Between 1800 and 2025, average global life expectancy climbed from 28.5 years to roughly 73 years, while extreme poverty fell from roughly 80 percent to 10 percent. Over that same period, global child mortality, even in the poorest countries, plummeted from a little over 40 percent to 3.5 percent. By nearly every objective measure, living standards and the quality of life improved for the average citizen globally, from the United States to Uzbekistan. That said, while average global living standards have increased dramatically, they have not increased uniformly. Broadly speaking, where Western values have become established, prosperity, living standards, and access to the good life for the average person have flourished in lockstep.

 

We’ve become so detached from the cultural norms, institutions, systems, and values that created the wealth, prosperity, and high living standards of the West that we have largely forgotten they were the prime movers and driving forces in building that abundance.
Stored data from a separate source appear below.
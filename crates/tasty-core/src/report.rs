//! Shift report extraction.
//!
//! Operators paste a "Summary of Tips and VIPs" message into the chat. Each
//! field is pulled out with a case-insensitive pattern; fields that are absent
//! stay `None` and become empty cells.

use std::{fmt, sync::OnceLock};

use regex::Regex;

use crate::sheets::SheetRow;

struct Patterns {
    name: Regex,
    date_shift: Regex,
    creator: Regex,
    vip_tip: Regex,
    ppv: Regex,
    total_gross_sale: Regex,
    total_net_sale: Regex,
}

fn patterns() -> &'static Patterns {
    static PATTERNS: OnceLock<Patterns> = OnceLock::new();
    PATTERNS.get_or_init(|| Patterns {
        name: Regex::new(r"(?i)Summary of Tips and VIPs for\s*(.*)").expect("valid regex"),
        date_shift: Regex::new(r"(?i)(\w+ \d+, \d+:\s*\d+AM-\d+AM PST)").expect("valid regex"),
        creator: Regex::new(r"(?i)Creator :\s*(.*)").expect("valid regex"),
        vip_tip: Regex::new(r"(?i)\$(\d+) TIP from @\w+").expect("valid regex"),
        ppv: Regex::new(r"(?i)\$(\d+) PPV PAID (from )?@\w+").expect("valid regex"),
        total_gross_sale: Regex::new(r"(?i)TOTAL GROSS SALE:\s*\$\s*(\d+)").expect("valid regex"),
        total_net_sale: Regex::new(r"(?i)TOTAL NET SALE:\s*\$\s*(\d+)").expect("valid regex"),
    })
}

/// Fields extracted from a single shift summary message.
#[derive(Clone, Debug, Default, PartialEq, Eq)]
pub struct ShiftReport {
    pub name: Option<String>,
    pub date_shift: Option<String>,
    pub creator: Option<String>,
    /// Tip amounts, comma separated in message order.
    pub vip_tips: Option<String>,
    /// Paid PPV amounts, comma separated in message order.
    pub ppvs: Option<String>,
    pub total_gross_sale: Option<String>,
    pub total_net_sale: Option<String>,
}

impl ShiftReport {
    pub fn extract(text: &str) -> Self {
        let p = patterns();
        Self {
            name: first_group(&p.name, text),
            date_shift: first_group(&p.date_shift, text),
            creator: first_group(&p.creator, text),
            vip_tips: all_groups(&p.vip_tip, text),
            ppvs: all_groups(&p.ppv, text),
            total_gross_sale: first_group(&p.total_gross_sale, text),
            total_net_sale: first_group(&p.total_net_sale, text),
        }
    }

    /// True when nothing at all matched.
    pub fn is_empty(&self) -> bool {
        self.name.is_none()
            && self.date_shift.is_none()
            && self.creator.is_none()
            && self.vip_tips.is_none()
            && self.ppvs.is_none()
            && self.total_gross_sale.is_none()
            && self.total_net_sale.is_none()
    }

    /// Sheet layout: name, date/shift, shift label, creator, tips, PPVs, gross,
    /// net, net. The net total fills the last two columns.
    pub fn to_row(&self, shift_label: &str) -> SheetRow {
        SheetRow::new(vec![
            self.name.clone(),
            self.date_shift.clone(),
            Some(shift_label.to_string()),
            self.creator.clone(),
            self.vip_tips.clone(),
            self.ppvs.clone(),
            self.total_gross_sale.clone(),
            self.total_net_sale.clone(),
            self.total_net_sale.clone(),
        ])
    }
}

impl fmt::Display for ShiftReport {
    fn fmt(&self, f: &mut fmt::Formatter<'_>) -> fmt::Result {
        fn show(v: &Option<String>) -> &str {
            v.as_deref().unwrap_or("None")
        }
        write!(
            f,
            "name={}, date_shift={}, creator={}, vip_tips={}, ppvs={}, total_gross_sale={}, total_net_sale={}",
            show(&self.name),
            show(&self.date_shift),
            show(&self.creator),
            show(&self.vip_tips),
            show(&self.ppvs),
            show(&self.total_gross_sale),
            show(&self.total_net_sale),
        )
    }
}

fn first_group(re: &Regex, text: &str) -> Option<String> {
    re.captures(text)
        .and_then(|c| c.get(1))
        .map(|m| m.as_str().trim().to_string())
}

fn all_groups(re: &Regex, text: &str) -> Option<String> {
    let amounts: Vec<&str> = re
        .captures_iter(text)
        .filter_map(|c| c.get(1))
        .map(|m| m.as_str())
        .collect();
    if amounts.is_empty() {
        None
    } else {
        Some(amounts.join(", "))
    }
}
Capitalism, property rights, constitutional government, individual liberty, free markets, entrepreneurship, family values, the rule of law, and a belief that the future can and should be better than the past. These are values that make up a broader cultural system that is not just one of the many good cultures and societal systems — not a culture on par with others — but, thus far, the best system of civilization humanity has ever had.

 

We’ve been goaded, bullied, threatened, and canceled into turning our backs on these values. Too many Westerners have become tolerant or even supportive of such ideas as authoritarian socialism, theocracy, selective law enforcement, and violence against political opponents. The West risks losing ideological and intellectual ground first and foremost because those who once believed in Western values have lost their confidence in them. We have sunk into a complacency made possible by the absence of the very values we have ceased to espouse.

 

As with all cultural constructs that make civilization possible, it is belief in the system itself that binds together the mechanism of its operation. We will remain free and prosperous only if we believe that freedom and prosperity are worth striving for. If the Enlightenment values of the West don’t survive the next century, economic growth will contract, progress and living standards will falter, and the specters of autocracy, war, hunger, ignorance, illness, and poverty will rise again. It’s time we returned to respectfully saying, “The West is good.”